Grunnleggende konsepter
GeoGaussian enhances 3D Gaussian rendering quality by preserving accurate geometry and introducing novel densification strategies.
Sammendrag
The article introduces GeoGaussian, a method focusing on improving the rendering quality of 3D Gaussians in non-textured regions. It proposes geometry-aware strategies for initialization and densification to enhance rendering performance. The method is evaluated on public datasets, showcasing superior results compared to state-of-the-art approaches.
- Introduction to Neural Radiance Fields (NeRF) and Gaussian Splatting.
- Challenges in maintaining scene geometry during Gaussian Splatting optimization.

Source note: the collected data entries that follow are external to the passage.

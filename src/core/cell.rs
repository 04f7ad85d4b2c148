//! Board coordinates.
//!
//! `x` grows to the right, `y` grows downward. Row `y = 0` is the spawn row:
//! new pieces appear there and gravity pulls toward `y = height - 1`.
//!
//! Cells order row-major (`y` first, then `x`), so a `BTreeSet<Cell>`
//! iterates in the same order the matcher scans.

use std::cmp::Ordering;

use serde::{Deserialize, Serialize};

/// A position on the board.
#[derive(Clone, Copy, Debug, PartialEq, Eq, Hash, Serialize, Deserialize)]
pub struct Cell {
    pub x: usize,
    pub y: usize,
}

impl Cell {
    #[must_use]
    pub const fn new(x: usize, y: usize) -> Self {
        Self { x, y }
    }

    /// Offset this cell, returning `None` if the result leaves a
    /// `width × height` board.
    #[must_use]
    pub fn offset(self, dx: isize, dy: isize, width: usize, height: usize) -> Option<Cell> {
        let x = self.x.checked_add_signed(dx)?;
        let y = self.y.checked_add_signed(dy)?;
        (x < width && y < height).then_some(Cell { x, y })
    }

    /// Orthogonal neighbours (up, left, right, down) inside the board.
    pub fn orthogonal(self, width: usize, height: usize) -> impl Iterator<Item = Cell> {
        [(0, -1), (-1, 0), (1, 0), (0, 1)]
            .into_iter()
            .filter_map(move |(dx, dy)| self.offset(dx, dy, width, height))
    }

    /// The 8-neighbourhood inside the board, row-major.
    pub fn surrounding(self, width: usize, height: usize) -> impl Iterator<Item = Cell> {
        (-1..=1isize)
            .flat_map(|dy| (-1..=1isize).map(move |dx| (dx, dy)))
            .filter(|&(dx, dy)| dx != 0 || dy != 0)
            .filter_map(move |(dx, dy)| self.offset(dx, dy, width, height))
    }

    /// Manhattan distance 1 in the same row or column.
    #[must_use]
    pub fn is_adjacent(self, other: Cell) -> bool {
        self.x.abs_diff(other.x) + self.y.abs_diff(other.y) == 1
    }
}

impl Ord for Cell {
    fn cmp(&self, other: &Self) -> Ordering {
        (self.y, self.x).cmp(&(other.y, other.x))
    }
}

impl PartialOrd for Cell {
    fn partial_cmp(&self, other: &Self) -> Option<Ordering> {
        Some(self.cmp(other))
    }
}

impl std::fmt::Display for Cell {
    fn fmt(&self, f: &mut std::fmt::Formatter<'_>) -> std::fmt::Result {
        write!(f, "({}, {})", self.x, self.y)
    }
}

- Proposal of GeoGaussian approach emphasizing geometry preservation.
- Detailed methodology including Gaussian initialization, densification, and view-dependent optimization.
- Comparison with existing methods on public datasets showcasing improved rendering quality.
- Ablation studies on sparse training views and evaluation on different datasets.
Statistikk
During the first 15K iterations, our method achieves significantly better results than 3DGS.
Our model trained on ICL-O3 (10%) achieves a PSNR of 21.42, outperforming models of 3DGS and LightGS.
Sitater
"Our proposed pipeline achieves state-of-the-art performance in novel view synthesis and geometric reconstruction."
"GeoGaussian preserves the reasonable geometry of environments compared to 3DGS."